DATA FOR THE TASK:

mod app_runtime;
mod client;
mod config;
mod coordinator;
mod db_manager;
mod error;
mod file_provider;
mod media_file_discovery;
mod playlist;
mod protocol;
mod state_store;

use std::path::PathBuf;

use app_runtime::AppRuntime;
use log::info;

fn panic_payload_to_string(payload: &(dyn std::any::Any + Send)) -> String {
    if let Some(s) = payload.downcast_ref::<&str>() {
        return (*s).to_string();
    }
    if let Some(s) = payload.downcast_ref::<String>() {
        return s.clone();
    }
    "non-string panic payload".to_string()
}

fn main() -> Result<(), Box<dyn std::error::Error>> {
    let mut clog = colog::default_builder();
    clog.filter(None, log::LevelFilter::Debug);
    clog.init();

    std::panic::set_hook(Box::new(|panic_info| {
        let current_thread = std::thread::current();
        let thread_name = current_thread.name().unwrap_or("unnamed");
        let location = panic_info
            .location()
            .map(|location| format!("{}:{}", location.file(), location.line()))
            .unwrap_or_else(|| "unknown location".to_string());
        log::error!(
            "panic in thread '{}' at {}: {}",
            thread_name,
            location,
            panic_payload_to_string(panic_info.payload())
        );
    }));

    let media_paths: Vec<PathBuf> = std::env::args_os().skip(1).map(PathBuf::from).collect();
    let media_paths = if media_paths.is_empty() {
        let fallback = dirs::audio_dir()
            .or_else(|| std::env::current_dir().ok())
            .unwrap_or_default();
        info!("No media paths given, scanning {}", fallback.display());
        vec![fallback]
    } else {
        media_paths
    };

    AppRuntime::build(media_paths)?.run()
}
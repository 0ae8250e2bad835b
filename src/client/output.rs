//! Physical output seam driven by the elected owner.

use std::time::Instant;

use log::{debug, warn};

use crate::error::OutputError;
use crate::protocol::{Capability, EntryId, LocalHandle, PlaylistEntry};

/// Signals produced by an output binding.
#[derive(Debug, Clone, PartialEq)]
pub enum OutputEvent {
    /// Current position in seconds.
    Progress(f64),
    /// Metadata is available; seeking is now meaningful.
    Duration(f64),
    Ended,
    Failed(OutputError),
}

/// A device that can emit the audio of one bound entry at a time.
pub trait AudioOutput: Send {
    /// Reports whether audio can be emitted right now.
    fn detect_capability(&mut self) -> Capability;
    /// Called when a user interaction may have unlocked audio.
    fn on_user_gesture(&mut self) {}
    /// Binds `entry`, replacing any previous binding. Starts paused at 0.
    fn load(&mut self, entry: &PlaylistEntry, handle: &LocalHandle) -> Result<(), OutputError>;
    fn play(&mut self);
    fn pause(&mut self);
    fn seek(&mut self, time: f64);
    fn set_volume(&mut self, volume: f32);
    /// Stops and drops the current binding.
    fn release(&mut self);
    fn poll_events(&mut self) -> Vec<OutputEvent>;
}

const FALLBACK_DURATION_SECS: f64 = 180.0;

struct VirtualBinding {
    entry_id: EntryId,
    duration: f64,
    duration_reported: bool,
    position: f64,
    playing_since: Option<Instant>,
}

impl VirtualBinding {
    fn position_at(&self, now: Instant, rate: f64) -> f64 {
        match self.playing_since {
            Some(since) => {
                let elapsed = now.saturating_duration_since(since).as_secs_f64() * rate;
                (self.position + elapsed).min(self.duration)
            }
            None => self.position,
        }
    }
}

/// Clock-driven output that "plays" files by advancing a position counter.
///
/// Useful headless: it validates handles like a real device would, reports
/// duration from the entry metadata and ends entries on time.
pub struct VirtualOutput {
    capability: Capability,
    /// Capability reached after the first user gesture.
    gesture_capability: Capability,
    rate: f64,
    volume: f32,
    binding: Option<VirtualBinding>,
    invalidated: bool,
}

impl VirtualOutput {
    pub fn new(capability: Capability) -> Self {
        Self {
            capability,
            gesture_capability: capability,
            rate: 1.0,
            volume: 1.0,
            binding: None,
            invalidated: false,
        }
    }

    /// An output that reports `Unknown` until a user gesture unlocks it.
    pub fn gesture_locked() -> Self {
        Self {
            gesture_capability: Capability::Capable,
            ..Self::new(Capability::Unknown)
        }
    }

    /// Plays faster than real time, e.g. `10.0` for demos.
    pub fn with_rate(mut self, rate: f64) -> Self {
        self.rate = rate.max(0.0);
        self
    }

    #[cfg(test)]
    pub fn volume(&self) -> f32 {
        self.volume
    }

    /// Simulates the device losing access to the bound file.
    #[cfg(test)]
    pub fn invalidate_binding(&mut self) {
        self.invalidated = true;
    }
}

impl AudioOutput for VirtualOutput {
    fn detect_capability(&mut self) -> Capability {
        self.capability
    }

    fn on_user_gesture(&mut self) {
        if self.capability != self.gesture_capability {
            debug!("VirtualOutput: unlocked by user gesture");
            self.capability = self.gesture_capability;
        }
    }

    fn load(&mut self, entry: &PlaylistEntry, handle: &LocalHandle) -> Result<(), OutputError> {
        self.binding = None;
        self.invalidated = false;
        if !handle.location.is_file() {
            warn!(
                "VirtualOutput: {} is not readable",
                handle.location.display()
            );
            return Err(OutputError::HandleInvalid {
                entry_id: entry.id.clone(),
            });
        }
        let duration = entry
            .metadata
            .duration_hint
            .filter(|duration| duration.is_finite() && *duration > 0.0)
            .unwrap_or(FALLBACK_DURATION_SECS);
        self.binding = Some(VirtualBinding {
            entry_id: entry.id.clone(),
            duration,
            duration_reported: false,
            position: 0.0,
            playing_since: None,
        });
        Ok(())
    }

    fn play(&mut self) {
        if let Some(binding) = self.binding.as_mut() {
            if binding.playing_since.is_none() {
                binding.playing_since = Some(Instant::now());
            }
        }
    }

    fn pause(&mut self) {
        let rate = self.rate;
        if let Some(binding) = self.binding.as_mut() {
            binding.position = binding.position_at(Instant::now(), rate);
            binding.playing_since = None;
        }
    }

    fn seek(&mut self, time: f64) {
        if let Some(binding) = self.binding.as_mut() {
            binding.position = time.clamp(0.0, binding.duration);
            if binding.playing_since.is_some() {
                binding.playing_since = Some(Instant::now());
            }
        }
    }

    fn set_volume(&mut self, volume: f32) {
        self.volume = volume.clamp(0.0, 1.0);
    }

    fn release(&mut self) {
        if let Some(binding) = self.binding.take() {
            debug!("VirtualOutput: released {}", binding.entry_id);
        }
    }

    fn poll_events(&mut self) -> Vec<OutputEvent> {
        let mut events = Vec::new();
        let rate = self.rate;
        let Some(binding) = self.binding.as_mut() else {
            return events;
        };
        if self.invalidated {
            self.invalidated = false;
            let entry_id = binding.entry_id.clone();
            self.binding = None;
            events.push(OutputEvent::Failed(OutputError::HandleInvalid { entry_id }));
            return events;
        }
        if !binding.duration_reported {
            binding.duration_reported = true;
            events.push(OutputEvent::Duration(binding.duration));
        }
        if binding.playing_since.is_some() {
            let now = Instant::now();
            let position = binding.position_at(now, rate);
            events.push(OutputEvent::Progress(position));
            if position >= binding.duration {
                binding.position = binding.duration;
                binding.playing_since = None;
                events.push(OutputEvent::Ended);
            }
        }
        events
    }
}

TASK: Write the records out precisely, omitting nothing.

THE ANSWER:
mod app_runtime;
mod client;
mod config;
mod coordinator;
mod db_manager;
mod error;
mod file_provider;
mod media_file_discovery;
mod playlist;
mod protocol;
mod state_store;

use std::path::PathBuf;

use app_runtime::AppRuntime;
use log::info;

fn panic_payload_to_string(payload: &(dyn std::any::Any + Send)) -> String {
    if let Some(s) = payload.downcast_ref::<&str>() {
        return (*s).to_string();
    }
    if let Some(s) = payload.downcast_ref::<String>() {
        return s.clone();
    }
    "non-string panic payload".to_string()
}

fn main() -> Result<(), Box<dyn std::error::Error>> {
    let mut clog = colog::default_builder();
    clog.filter(None, log::LevelFilter::Debug);
    clog.init();

    std::panic::set_hook(Box::new(|panic_info| {
        let current_thread = std::thread::current();
        let thread_name = current_thread.name().unwrap_or("unnamed");
        let location = panic_info
            .location()
            .map(|location| format!("{}:{}", location.file(), location.line()))
            .unwrap_or_else(|| "unknown location".to_string());
        log::error!(
            "panic in thread '{}' at {}: {}",
            thread_name,
            location,
            panic_payload_to_string(panic_info.payload())
        );
    }));

    let media_paths: Vec<PathBuf> = std::env::args_os().skip(1).map(PathBuf::from).collect();
    let media_paths = if media_paths.is_empty() {
        let fallback = dirs::audio_dir()
            .or_else(|| std::env::current_dir().ok())
            .unwrap_or_default();
        info!("No media paths given, scanning {}", fallback.display());
        vec![fallback]
    } else {
        media_paths
    };

    AppRuntime::build(media_paths)?.run()
}
repository 0ae8250e2bad835b
filename src/client/output.rs
//! Physical output seam driven by the elected owner.

use std::time::Instant;

use log::{debug, warn};

use crate::error::OutputError;
use crate::protocol::{Capability, EntryId, LocalHandle, PlaylistEntry};

/// Signals produced by an output binding.
#[derive(Debug, Clone, PartialEq)]
pub enum OutputEvent {
    /// Current position in seconds.
    Progress(f64),
    /// Metadata is available; seeking is now meaningful.
    Duration(f64),
    Ended,
    Failed(OutputError),
}

/// A device that can emit the audio of one bound entry at a time.
pub trait AudioOutput: Send {
    /// Reports whether audio can be emitted right now.
    fn detect_capability(&mut self) -> Capability;
    /// Called when a user interaction may have unlocked audio.
    fn on_user_gesture(&mut self) {}
    /// Binds `entry`, replacing any previous binding. Starts paused at 0.
    fn load(&mut self, entry: &PlaylistEntry, handle: &LocalHandle) -> Result<(), OutputError>;
    fn play(&mut self);
    fn pause(&mut self);
    fn seek(&mut self, time: f64);
    fn set_volume(&mut self, volume: f32);
    /// Stops and drops the current binding.
    fn release(&mut self);
    fn poll_events(&mut self) -> Vec<OutputEvent>;
}

const FALLBACK_DURATION_SECS: f64 = 180.0;

struct VirtualBinding {
    entry_id: EntryId,
    duration: f64,
    duration_reported: bool,
    position: f64,
    playing_since: Option<Instant>,
}

impl VirtualBinding {
    fn position_at(&self, now: Instant, rate: f64) -> f64 {
        match self.playing_since {
            Some(since) => {
                let elapsed = now.saturating_duration_since(since).as_secs_f64() * rate;
                (self.position + elapsed).min(self.duration)
            }
            None => self.position,
        }
    }
}

/// Clock-driven output that "plays" files by advancing a position counter.
///
/// Useful headless: it validates handles like a real device would, reports
/// duration from the entry metadata and ends entries on time.
pub struct VirtualOutput {
    capability: Capability,
    /// Capability reached after the first user gesture.
    gesture_capability: Capability,
    rate: f64,
    volume: f32,
    binding: Option<VirtualBinding>,
    invalidated: bool,
}

impl VirtualOutput {
    pub fn new(capability: Capability) -> Self {
        Self {
            capability,
            gesture_capability: capability,
            rate: 1.0,
            volume: 1.0,
            binding: None,
            invalidated: false,
        }
    }

    /// An output that reports `Unknown` until a user gesture unlocks it.
    pub fn gesture_locked() -> Self {
        Self {
            gesture_capability: Capability::Capable,
            ..Self::new(Capability::Unknown)
        }
    }

    /// Plays faster than real time, e.g. `10.0` for demos.
    pub fn with_rate(mut self, rate: f64) -> Self {
        self.rate = rate.max(0.0);
        self
    }

    #[cfg(test)]
    pub fn volume(&self) -> f32 {
        self.volume
    }

    /// Simulates the device losing access to the bound file.
    #[cfg(test)]
    pub fn invalidate_binding(&mut self) {
        self.invalidated = true;
    }
}

impl AudioOutput for VirtualOutput {
    fn detect_capability(&mut self) -> Capability {
        self.capability
    }

    fn on_user_gesture(&mut self) {
        if self.capability != self.gesture_capability {
            debug!("VirtualOutput: unlocked by user gesture");
            self.capability = self.gesture_capability;
        }
    }

    fn load(&mut self, entry: &PlaylistEntry, handle: &LocalHandle) -> Result<(), OutputError> {
        self.binding = None;
        self.invalidated = false;
        if !handle.location.is_file() {
            warn!(
                "VirtualOutput: {} is not readable",
                handle.location.display()
            );
            return Err(OutputError::HandleInvalid {
                entry_id: entry.id.clone(),
            });
        }
        let duration = entry
            .metadata
            .duration_hint
            .filter(|duration| duration.is_finite() && *duration > 0.0)
            .unwrap_or(FALLBACK_DURATION_SECS);
        self.binding = Some(VirtualBinding {
            entry_id: entry.id.clone(),
            duration,
            duration_reported: false,
            position: 0.0,
            playing_since: None,
        });
        Ok(())
    }

    fn play(&mut self) {
        if let Some(binding) = self.binding.as_mut() {
            if binding.playing_since.is_none() {
                binding.playing_since = Some(Instant::now());
            }
        }
    }

    fn pause(&mut self) {
        let rate = self.rate;
        if let Some(binding) = self.binding.as_mut() {
            binding.position = binding.position_at(Instant::now(), rate);
            binding.playing_since = None;
        }
    }

    fn seek(&mut self, time: f64) {
        if let Some(binding) = self.binding.as_mut() {
            binding.position = time.clamp(0.0, binding.duration);
            if binding.playing_since.is_some() {
                binding.playing_since = Some(Instant::now());
            }
        }
    }

    fn set_volume(&mut self, volume: f32) {
        self.volume = volume.clamp(0.0, 1.0);
    }

    fn release(&mut self) {
        if let Some(binding) = self.binding.take() {
            debug!("VirtualOutput: released {}", binding.entry_id);
        }
    }

    fn poll_events(&mut self) -> Vec<OutputEvent> {
        let mut events = Vec::new();
        let rate = self.rate;
        let Some(binding) = self.binding.as_mut() else {
            return events;
        };
        if self.invalidated {
            self.invalidated = false;
            let entry_id = binding.entry_id.clone();
            self.binding = None;
            events.push(OutputEvent::Failed(OutputError::HandleInvalid { entry_id }));
            return events;
        }
        if !binding.duration_reported {
            binding.duration_reported = true;
            events.push(OutputEvent::Duration(binding.duration));
        }
        if binding.playing_since.is_some() {
            let now = Instant::now();
            let position = binding.position_at(now, rate);
            events.push(OutputEvent::Progress(position));
            if position >= binding.duration {
                binding.position = binding.duration;
                binding.playing_since = None;
                events.push(OutputEvent::Ended);
            }
        }
        events
    }
}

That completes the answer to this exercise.